Sports Personality contender: Cyclist Chris Froome
- Published
During the countdown to the 60th BBC Sports Personality of the Year award on Sunday, 15 December, we will be looking at each of the 10 shortlisted contenders.
Cyclist Chris Froome became only the second British rider to win the sport's showpiece Tour de France as he powered to victory after a gruelling 3,404 kilometre test.
He dominated the 100th edition of the famous three-week race in July, a year after finishing runner-up to compatriot - and 2012 Sports Personality winner - Sir Bradley Wiggins.
Froome, 28, took the title with a lead of more than four minutes over his nearest rival, leading Wiggins to concede he might not have been able to match his younger Team Sky colleague's climbing prowess in the mountains even if fit.

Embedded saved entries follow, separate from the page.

//! Read-path dictionary loader for rendered pages.
//! Per-language freshness window, capped retries with exponential backoff,
//! and a built-in dictionary of critical strings so a page never renders
//! blank text.

use std::collections::HashMap;
use std::sync::Arc;
use std::time::{Duration, Instant};

use parking_lot::Mutex;
use tracing::{debug, warn};

use super::{ApiClient, ClientError};
use crate::config::ClientConfig;
use crate::translate::Language;

const STATIC_ZH: &[(&str, &str)] = &[
    ("nav.home", "首页"),
    ("nav.campaigns", "活动"),
    ("nav.profile", "我的"),
    ("action.back", "返回"),
    ("action.retry", "重试"),
    ("action.share", "分享"),
    ("action.login", "登录"),
    ("status.loading", "加载中…"),
    ("status.error", "出错了，请稍后再试"),
    ("status.empty", "暂无内容"),
];

const STATIC_TH: &[(&str, &str)] = &[
    ("nav.home", "หน้าแรก"),
    ("nav.campaigns", "แคมเปญ"),
    ("nav.profile", "โปรไฟล์"),
    ("action.back", "ย้อนกลับ"),
    ("action.retry", "ลองอีกครั้ง"),
    ("action.share", "แชร์"),
    ("action.login", "เข้าสู่ระบบ"),
    ("status.loading", "กำลังโหลด…"),
    ("status.error", "เกิดข้อผิดพลาด กรุณาลองใหม่"),
    ("status.empty", "ไม่มีข้อมูล"),
];

/// Built-in string for `key`, if it is one of the critical ones.
pub fn static_text(language: Language, key: &str) -> Option<&'static str> {
    let table = match language {
        Language::Zh => STATIC_ZH,
        Language::Th => STATIC_TH,
    };
    table.iter().find(|(k, _)| *k == key).map(|(_, v)| *v)
}

#[derive(Debug, Clone, Copy, PartialEq, Eq)]
pub enum DictionarySource {
    /// Fetched just now.
    Remote,
    /// Served from the freshness window.
    Cached,
    /// Expired copy, used because every fetch attempt failed.
    Stale,
    /// Nothing fetched; only the built-in strings are available.
    Static,
}

#[derive(Debug, Clone)]
pub struct Dictionary {
    pub language: Language,
    pub source: DictionarySource,
    entries: Arc<HashMap<String, String>>,
}

impl Dictionary {
    pub fn builtin(language: Language) -> Self {
        let table = match language {
            Language::Zh => STATIC_ZH,
            Language::Th => STATIC_TH,
        };
        let entries = table
            .iter()
            .map(|(k, v)| (k.to_string(), v.to_string()))
            .collect();
        Self {
            language,
            source: DictionarySource::Static,
            entries: Arc::new(entries),
        }
    }

    /// Value for `key`; falls back to the built-in string, then to the key
    /// itself. Never blank.
    pub fn text<'a>(&'a self, key: &'a str) -> &'a str {
        self.entries
            .get(key)
            .map(String::as_str)
            .filter(|v| !v.trim().is_empty())
            .or_else(|| static_text(self.language, key))
            .unwrap_or(key)
    }

    pub fn len(&self) -> usize {
        self.entries.len()
    }

    pub fn is_empty(&self) -> bool {
        self.entries.is_empty()
    }
}

struct CachedEntry {
    fetched_at: Instant,
    entries: Arc<HashMap<String, String>>,
}

pub struct DictionaryClient {
    api: ApiClient,
    ttl: Duration,
    max_attempts: u32,
    base_delay: Duration,
    cache: Mutex<HashMap<Language, CachedEntry>>,
}

impl DictionaryClient {
    pub fn new(api: ApiClient, config: &ClientConfig) -> Self {
        Self {
            api,
            ttl: config.dictionary_ttl,
            max_attempts: config.max_fetch_attempts.max(1),
            base_delay: config.retry_base_delay,
            cache: Mutex::new(HashMap::new()),
        }
    }

    /// Load the dictionary for `language`. Never fails: exhausted retries
    /// fall back to an expired copy if one exists, else the built-in strings.
    pub async fn load(&self, language: Language) -> Dictionary {
        if let Some(entries) = self.fresh(language) {
            debug!(%language, "dictionary served from cache");
            return Dictionary {
                language,
                source: DictionarySource::Cached,
                entries,
            };
        }

        match self.fetch_with_retry(language).await {
            Ok(entries) => {
                let entries = Arc::new(entries);
                self.cache.lock().insert(
                    language,
                    CachedEntry {
                        fetched_at: Instant::now(),
                        entries: Arc::clone(&entries),
                    },
                );
                Dictionary {
                    language,
                    source: DictionarySource::Remote,
                    entries,
                }
            }
            Err(e) => {
                let stale = self
                    .cache
                    .lock()
                    .get(&language)
                    .map(|cached| Arc::clone(&cached.entries));
                match stale {
                    Some(entries) => {
                        warn!(%language, error = %e, "dictionary fetch failed, serving expired copy");
                        Dictionary {
                            language,
                            source: DictionarySource::Stale,
                            entries,
                        }
                    }
                    None => {
                        warn!(%language, error = %e, "dictionary fetch failed, using built-in strings");
                        Dictionary::builtin(language)
                    }
                }
            }
        }
    }

    /// Drop the cached copy so the next `load` refetches.
    pub fn invalidate(&self, language: Language) {
        self.cache.lock().remove(&language);
    }

    fn fresh(&self, language: Language) -> Option<Arc<HashMap<String, String>>> {
        let cache = self.cache.lock();
        cache
            .get(&language)
            .filter(|cached| cached.fetched_at.elapsed() < self.ttl)
            .map(|cached| Arc::clone(&cached.entries))
    }

    async fn fetch_with_retry(&self, language: Language) -> Result<HashMap<String, String>, ClientError> {
        let mut attempt = 0;
        loop {
            match self.api.fetch_dictionary(language).await {
                Ok(entries) => return Ok(entries),
                Err(e) if attempt + 1 < self.max_attempts => {
                    let delay = self.base_delay * 2u32.pow(attempt);
                    debug!(%language, attempt, ?delay, error = %e, "dictionary fetch failed, retrying");
                    tokio::time::sleep(delay).await;
                    attempt += 1;
                }
                Err(e) => return Err(e),
            }
        }
    }
}
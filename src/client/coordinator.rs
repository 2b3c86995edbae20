//! Debounced live preview for the authoring UI.
//!
//! Each field runs its own [`StateMachine`]. An edit restarts the debounce
//! timer and advances the field's generation, which also aborts any request
//! still in flight for the previous generation. A response is applied only
//! while its generation is current, so a slow earlier request can never
//! overwrite a newer preview.

use std::collections::HashMap;
use std::sync::Arc;
use std::time::Duration;

use futures_util::future::{join_all, BoxFuture};
use parking_lot::Mutex;
use serde::Serialize;
use tokio::sync::watch;
use tokio_util::sync::CancellationToken;
use tracing::{debug, info, warn};

use super::{ApiClient, ClientError};
use crate::cancellation::{GenerationGuard, TaskGeneration};
use crate::config::ClientConfig;
use crate::state_machine::{FieldState, StateMachine};
use crate::translate::orchestrator::{PreviewRequest, PreviewResponse, TranslationOrchestrator};
use crate::translate::{Language, Outcome, Role};

/// Where preview requests go: the HTTP API, or an in-process orchestrator.
pub trait PreviewBackend: Send + Sync {
    fn preview<'a>(&'a self, request: &'a PreviewRequest) -> BoxFuture<'a, Result<PreviewResponse, ClientError>>;
}

impl PreviewBackend for ApiClient {
    fn preview<'a>(&'a self, request: &'a PreviewRequest) -> BoxFuture<'a, Result<PreviewResponse, ClientError>> {
        Box::pin(ApiClient::preview(self, request))
    }
}

impl PreviewBackend for TranslationOrchestrator {
    fn preview<'a>(&'a self, request: &'a PreviewRequest) -> BoxFuture<'a, Result<PreviewResponse, ClientError>> {
        Box::pin(async move { Ok(TranslationOrchestrator::preview(self, request).await) })
    }
}

/// What an editor may trust.
#[derive(Debug, Clone, Copy, PartialEq, Eq, Serialize)]
#[serde(rename_all = "snake_case")]
pub enum PreviewStatus {
    Pending,
    Translated,
    /// Original text shown in place of a translation.
    Fallback,
    Failed,
}

impl PreviewStatus {
    pub fn from_outcome(outcome: &Outcome) -> Self {
        if outcome.needs_review() {
            PreviewStatus::Fallback
        } else {
            PreviewStatus::Translated
        }
    }
}

#[derive(Debug, Clone, PartialEq, Serialize)]
#[serde(rename_all = "camelCase")]
pub struct FieldSnapshot {
    pub state: FieldState,
    pub status: Option<PreviewStatus>,
    pub zh_text: String,
    pub th_text: String,
    pub source_language: Option<Language>,
    pub generation: u64,
    pub error: Option<String>,
}

impl Default for FieldSnapshot {
    fn default() -> Self {
        Self {
            state: FieldState::Idle,
            status: None,
            zh_text: String::new(),
            th_text: String::new(),
            source_language: None,
            generation: 0,
            error: None,
        }
    }
}

#[derive(Debug, Clone, PartialEq, Eq)]
pub struct BatchItem {
    pub key: String,
    pub text: String,
    pub role: Role,
}

struct Field {
    key: String,
    /// Serializes generation checks with state changes.
    gate: Mutex<()>,
    machine: StateMachine,
    generation: TaskGeneration,
    snapshot: watch::Sender<FieldSnapshot>,
}

impl Field {
    fn new(key: &str, root: &CancellationToken) -> Self {
        let (snapshot, _) = watch::channel(FieldSnapshot::default());
        Self {
            key: key.to_string(),
            gate: Mutex::new(()),
            machine: StateMachine::new(),
            generation: TaskGeneration::with_parent(root),
            snapshot,
        }
    }

    fn enter(&self, next: FieldState) -> bool {
        self.machine.transition(next).is_ok()
    }

    fn publish(&self, update: impl FnOnce(&mut FieldSnapshot)) {
        let state = self.machine.current();
        let generation = self.generation.current_generation();
        self.snapshot.send_modify(|snapshot| {
            update(snapshot);
            snapshot.state = state;
            snapshot.generation = generation;
        });
    }

    /// Caller holds `gate`.
    fn reset(&self) {
        self.generation.invalidate();
        self.enter(FieldState::Idle);
        self.publish(|snapshot| *snapshot = FieldSnapshot::default());
    }
}

pub struct PreviewCoordinator {
    backend: Arc<dyn PreviewBackend>,
    debounce: Duration,
    fields: Mutex<HashMap<String, Arc<Field>>>,
    root: CancellationToken,
}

"Chris's performance was dominant," said Wiggins, 33. "He is probably the best climber in the world at the moment.
"I have never been the best climber. I can climb, but my specialities have always been the time trials and working back from that. A Tour like this year, Chris is the stronger rider."

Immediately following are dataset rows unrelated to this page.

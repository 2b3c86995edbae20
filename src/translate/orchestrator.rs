//! Composes chunker, detector, memo and provider into the two translation
//! paths: short UI labels and arbitrary-length content.

use std::sync::Arc;

use futures_util::stream::{self, StreamExt};
use serde::{Deserialize, Serialize};
use tracing::{debug, info};

use super::cache::TranslationMemo;
use super::{chunker, detect, Language, Outcome, Role, Translation, TranslationProvider};
use crate::config::ChunkingConfig;
use crate::metrics::{metric_names, MetricsRegistry};

/// Live-preview request from the authoring UI.
#[derive(Debug, Clone, PartialEq, Eq, Serialize, Deserialize)]
#[serde(rename_all = "camelCase")]
pub struct PreviewRequest {
    pub text: String,
    pub key: String,
    #[serde(default)]
    pub role: Role,
    #[serde(default)]
    pub source_language: Option<Language>,
}

pub const MAX_KEY_LEN: usize = 128;

/// One failed form field.
#[derive(Debug, Clone, PartialEq, Eq, Serialize, Deserialize)]
pub struct FieldError {
    pub field: String,
    pub message: String,
}

impl FieldError {
    pub fn new(field: &str, message: impl Into<String>) -> Self {
        Self {
            field: field.to_string(),
            message: message.into(),
        }
    }
}

impl PreviewRequest {
    /// Collects every field-level problem rather than stopping at the first.
    pub fn validate(&self) -> Result<(), Vec<FieldError>> {
        let mut errors = Vec::new();
        if self.text.trim().is_empty() {
            errors.push(FieldError::new("text", "must not be empty"));
        }
        let key = self.key.trim();
        if key.is_empty() {
            errors.push(FieldError::new("key", "must not be empty"));
        } else if key.chars().count() > MAX_KEY_LEN {
            errors.push(FieldError::new(
                "key",
                format!("must be at most {MAX_KEY_LEN} characters"),
            ));
        } else if key.contains('/') {
            errors.push(FieldError::new("key", "must not contain '/'"));
        }
        if errors.is_empty() {
            Ok(())
        } else {
            Err(errors)
        }
    }
}

/// Both canonical variants of an edited value.
#[derive(Debug, Clone, PartialEq, Eq, Serialize, Deserialize)]
#[serde(rename_all = "camelCase")]
pub struct PreviewResponse {
    pub zh_text: String,
    pub th_text: String,
    pub source_language: Language,
    pub outcome: Outcome,
}

impl PreviewResponse {
    pub fn text(&self, language: Language) -> &str {
        match language {
            Language::Zh => &self.zh_text,
            Language::Th => &self.th_text,
        }
    }
}

pub struct TranslationOrchestrator {
    provider: Arc<dyn TranslationProvider>,
    memo: Arc<TranslationMemo>,
    chunking: ChunkingConfig,
    metrics: Arc<MetricsRegistry>,
}

impl TranslationOrchestrator {
    pub fn new(
        provider: Arc<dyn TranslationProvider>,
        memo: Arc<TranslationMemo>,
        chunking: ChunkingConfig,
        metrics: Arc<MetricsRegistry>,
    ) -> Self {
        Self {
            provider,
            memo,
            chunking,
            metrics,
        }
    }

    /// Short strings: straight to the provider (through the memo).
    pub async fn translate_ui(&self, text: &str, from: Language, to: Language) -> Translation {
        self.translate_unit(text, from, to).await
    }

    /// Long content: chunked above the threshold, chunks translated
    /// concurrently and rejoined in order. A failed chunk keeps its
    /// original text without affecting its siblings.
    pub async fn translate_content(&self, text: &str, from: Language, to: Language) -> Translation {
        if !chunker::exceeds(text, self.chunking.threshold) {
            return self.translate_unit(text, from, to).await;
        }

        let span = self.metrics.span(metric_names::CONTENT_TRANSLATE);
        let chunks = chunker::split(text, self.chunking.max_len);
        if chunks.is_empty() {
            // Nothing but terminators.
            return Translation::unchanged(text);
        }
        let total_chunks = chunks.len();
        self.metrics
            .record(metric_names::CONTENT_CHUNKS, total_chunks as f64);
        debug!(chunks = total_chunks, chars = text.chars().count(), "content chunked");

        let results: Vec<Translation> = stream::iter(chunks)
            .map(|chunk| async move { self.translate_unit(&chunk, from, to).await })
            .buffered(self.chunking.max_concurrent.max(1))
            .collect()
            .await;
        span.finish();

        let fallback_chunks = results
            .iter()
            .filter(|r| matches!(r.outcome, Outcome::Fallback { .. }))
            .count();
        let joined: String = results.iter().map(|r| r.text.as_str()).collect();

        let outcome = match fallback_chunks {
            0 => Outcome::Translated,
            n if n == total_chunks => results[0].outcome,
            n => Outcome::Partial {
                fallback_chunks: n,
                total_chunks,
            },
        };
        if fallback_chunks > 0 {
            info!(fallback_chunks, total_chunks, "content translated with fallback chunks");
        }

        Translation {
            text: joined,
            outcome,
        }
    }

    /// Translate by role.
    pub async fn translate(&self, text: &str, role: Role, from: Language, to: Language) -> Translation {
        match role {
            Role::UiLabel => self.translate_ui(text, from, to).await,
            Role::LongContent => self.translate_content(text, from, to).await,
        }
    }

    /// Produce both language variants of an edited value. The source side is
    /// the text as typed; the other side is translated.
    pub async fn preview(&self, request: &PreviewRequest) -> PreviewResponse {
        let source = request
            .source_language
            .unwrap_or_else(|| detect::detect_or_source(&request.text));
        let target = source.counterpart();

        let translated = self
            .translate(&request.text, request.role, source, target)
            .await;
        debug!(key = %request.key, %source, outcome = ?translated.outcome, "preview translated");

        let (zh_text, th_text) = match source {
            Language::Zh => (request.text.clone(), translated.text),
            Language::Th => (translated.text, request.text.clone()),
        };
        PreviewResponse {
            zh_text,
            th_text,
            source_language: source,
            outcome: translated.outcome,
        }
    }

    async fn translate_unit(&self, text: &str, from: Language, to: Language) -> Translation {
        if from == to {
            return Translation::unchanged(text);
        }
        let key = TranslationMemo::compute_key(from, to, text);
        if let Some(hit) = self.memo.get(&key) {
            self.metrics.increment(metric_names::MEMO_HIT);
            return Translation::translated(hit);
        }
        let result = self.provider.translate_one(text, from, to).await;
        if result.outcome.is_translated() {
            self.memo.insert(key, result.text.clone());
        }
        result
    }
}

Born in Nairobi to a British dad and a mum whose parents hail from Gloucestershire, Froome has thrived despite struggles with conditions which would down lesser men.
He has suffered from the exhausting parasitic disease bilharzia, now controlled by regular medication, and a debilitating allergic reaction to the latex in his cycling kit which brings his skin out in vicious welts.
Froome started on the road to the top as a teenage mountain bike rider on the dust tracks of the Kenyan highlands and had a novel initial idea to succeeding after moving to European competition - he grew his own bean sprouts in an attempt to gain a nutritional advantage.
His progress was gradual until he was signed up by Team Sky in 2010, and he moved up a gear.
A second in the British National Time Trial Championship was followed by a third at the 2011 Tour of Beijing and second in the Vuelta a Espana - the Spanish equivalent of the Tour de France.
After finishing runner-up in last year's Tour de France, he was favourite to go one better in 2013.
Froome started his most successful season at the Tour of Oman, taking the overall classification.
A series of four out of five big wins followed in the Criterium International, the Tour de Romandie, the Criterium du Dauphine and then the Tour de France.
Now Froome is focused on a repeat Tour de France win and shrugs off comparisons with Wiggins, the only other British winner.
"We're very different people. We have different goals. I'm never going to be the first Brit to win the Tour, but I'm happy to be the second and achieve my lifetime goal," he said.
'[In 2014] my number one goal is to try to achieve a back-to-back victory. Physically, I am capable of it. Mentally, I'm up for it."